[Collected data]
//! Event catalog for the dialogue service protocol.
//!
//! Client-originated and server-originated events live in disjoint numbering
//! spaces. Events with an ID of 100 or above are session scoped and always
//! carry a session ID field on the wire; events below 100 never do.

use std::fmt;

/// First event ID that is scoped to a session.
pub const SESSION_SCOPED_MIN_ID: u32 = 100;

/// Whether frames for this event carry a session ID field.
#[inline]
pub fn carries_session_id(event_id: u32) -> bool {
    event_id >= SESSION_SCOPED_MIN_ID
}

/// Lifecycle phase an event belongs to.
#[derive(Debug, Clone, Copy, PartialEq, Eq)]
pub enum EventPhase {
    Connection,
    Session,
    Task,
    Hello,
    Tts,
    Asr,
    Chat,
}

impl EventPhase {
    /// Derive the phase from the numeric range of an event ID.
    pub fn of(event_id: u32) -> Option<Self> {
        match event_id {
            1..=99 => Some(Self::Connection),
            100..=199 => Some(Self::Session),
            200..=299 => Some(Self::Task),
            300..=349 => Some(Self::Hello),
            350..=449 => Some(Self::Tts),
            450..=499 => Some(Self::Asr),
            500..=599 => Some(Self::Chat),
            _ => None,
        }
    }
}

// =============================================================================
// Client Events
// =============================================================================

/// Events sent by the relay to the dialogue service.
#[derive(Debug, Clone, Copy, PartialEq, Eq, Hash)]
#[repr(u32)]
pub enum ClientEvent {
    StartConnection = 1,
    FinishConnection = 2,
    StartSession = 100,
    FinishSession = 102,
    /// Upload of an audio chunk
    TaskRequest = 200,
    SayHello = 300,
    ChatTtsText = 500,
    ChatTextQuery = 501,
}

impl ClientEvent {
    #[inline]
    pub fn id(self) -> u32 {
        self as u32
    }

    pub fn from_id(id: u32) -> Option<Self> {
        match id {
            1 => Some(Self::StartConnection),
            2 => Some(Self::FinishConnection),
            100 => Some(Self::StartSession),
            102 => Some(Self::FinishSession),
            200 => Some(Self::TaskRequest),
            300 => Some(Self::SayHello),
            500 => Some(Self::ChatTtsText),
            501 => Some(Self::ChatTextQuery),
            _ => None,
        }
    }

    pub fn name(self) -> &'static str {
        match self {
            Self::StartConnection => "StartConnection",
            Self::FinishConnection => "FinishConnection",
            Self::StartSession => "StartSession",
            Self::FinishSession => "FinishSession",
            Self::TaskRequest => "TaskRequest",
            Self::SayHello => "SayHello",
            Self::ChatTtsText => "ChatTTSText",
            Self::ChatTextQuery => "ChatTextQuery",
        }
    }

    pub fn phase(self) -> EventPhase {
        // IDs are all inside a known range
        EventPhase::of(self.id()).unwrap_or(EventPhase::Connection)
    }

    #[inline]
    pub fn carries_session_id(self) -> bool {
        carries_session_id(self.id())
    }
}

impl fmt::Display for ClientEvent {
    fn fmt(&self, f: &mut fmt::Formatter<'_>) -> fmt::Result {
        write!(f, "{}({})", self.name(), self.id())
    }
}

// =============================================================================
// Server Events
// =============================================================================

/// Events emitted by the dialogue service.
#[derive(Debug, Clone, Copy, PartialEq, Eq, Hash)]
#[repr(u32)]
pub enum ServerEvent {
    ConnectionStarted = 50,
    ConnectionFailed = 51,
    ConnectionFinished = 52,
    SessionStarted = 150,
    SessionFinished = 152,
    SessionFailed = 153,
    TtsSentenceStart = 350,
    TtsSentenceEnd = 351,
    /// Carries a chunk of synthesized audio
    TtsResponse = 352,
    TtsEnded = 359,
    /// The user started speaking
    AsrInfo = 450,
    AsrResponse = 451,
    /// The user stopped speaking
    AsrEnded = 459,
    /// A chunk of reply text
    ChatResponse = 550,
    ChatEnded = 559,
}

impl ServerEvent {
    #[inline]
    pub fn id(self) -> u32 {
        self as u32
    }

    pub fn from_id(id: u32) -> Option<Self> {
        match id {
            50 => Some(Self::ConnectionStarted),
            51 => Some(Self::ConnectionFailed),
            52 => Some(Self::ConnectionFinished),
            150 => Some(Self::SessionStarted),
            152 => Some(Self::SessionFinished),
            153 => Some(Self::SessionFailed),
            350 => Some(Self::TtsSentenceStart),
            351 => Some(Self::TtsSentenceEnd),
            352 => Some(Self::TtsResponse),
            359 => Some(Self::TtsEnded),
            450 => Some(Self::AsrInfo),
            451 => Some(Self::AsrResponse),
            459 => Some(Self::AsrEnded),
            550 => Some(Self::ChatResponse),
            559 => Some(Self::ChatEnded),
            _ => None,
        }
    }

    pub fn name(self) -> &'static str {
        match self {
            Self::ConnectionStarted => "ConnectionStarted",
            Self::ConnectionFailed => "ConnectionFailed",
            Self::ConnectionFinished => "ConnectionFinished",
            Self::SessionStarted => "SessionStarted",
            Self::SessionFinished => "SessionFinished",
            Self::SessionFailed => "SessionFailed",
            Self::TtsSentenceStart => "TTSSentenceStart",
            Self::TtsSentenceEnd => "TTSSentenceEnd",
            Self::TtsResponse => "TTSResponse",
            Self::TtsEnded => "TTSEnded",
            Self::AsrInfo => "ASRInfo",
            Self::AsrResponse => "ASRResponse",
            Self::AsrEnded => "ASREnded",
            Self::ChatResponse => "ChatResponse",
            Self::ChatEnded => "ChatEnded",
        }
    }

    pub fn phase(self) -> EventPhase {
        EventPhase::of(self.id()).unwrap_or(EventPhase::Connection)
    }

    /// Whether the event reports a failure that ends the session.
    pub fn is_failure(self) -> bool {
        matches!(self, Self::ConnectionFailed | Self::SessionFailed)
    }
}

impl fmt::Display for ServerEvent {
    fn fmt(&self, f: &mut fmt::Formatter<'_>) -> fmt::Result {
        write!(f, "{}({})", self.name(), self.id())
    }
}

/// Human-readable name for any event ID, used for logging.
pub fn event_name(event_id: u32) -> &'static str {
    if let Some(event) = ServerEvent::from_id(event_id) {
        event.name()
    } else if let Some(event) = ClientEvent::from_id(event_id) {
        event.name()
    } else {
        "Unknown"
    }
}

## REQUIREMENT
Search the records for the string "ChatEnded" and report each line that has it.

## OUTPUT
    ChatEnded = 559,
            559 => Some(Self::ChatEnded),
            Self::ChatEnded => "ChatEnded",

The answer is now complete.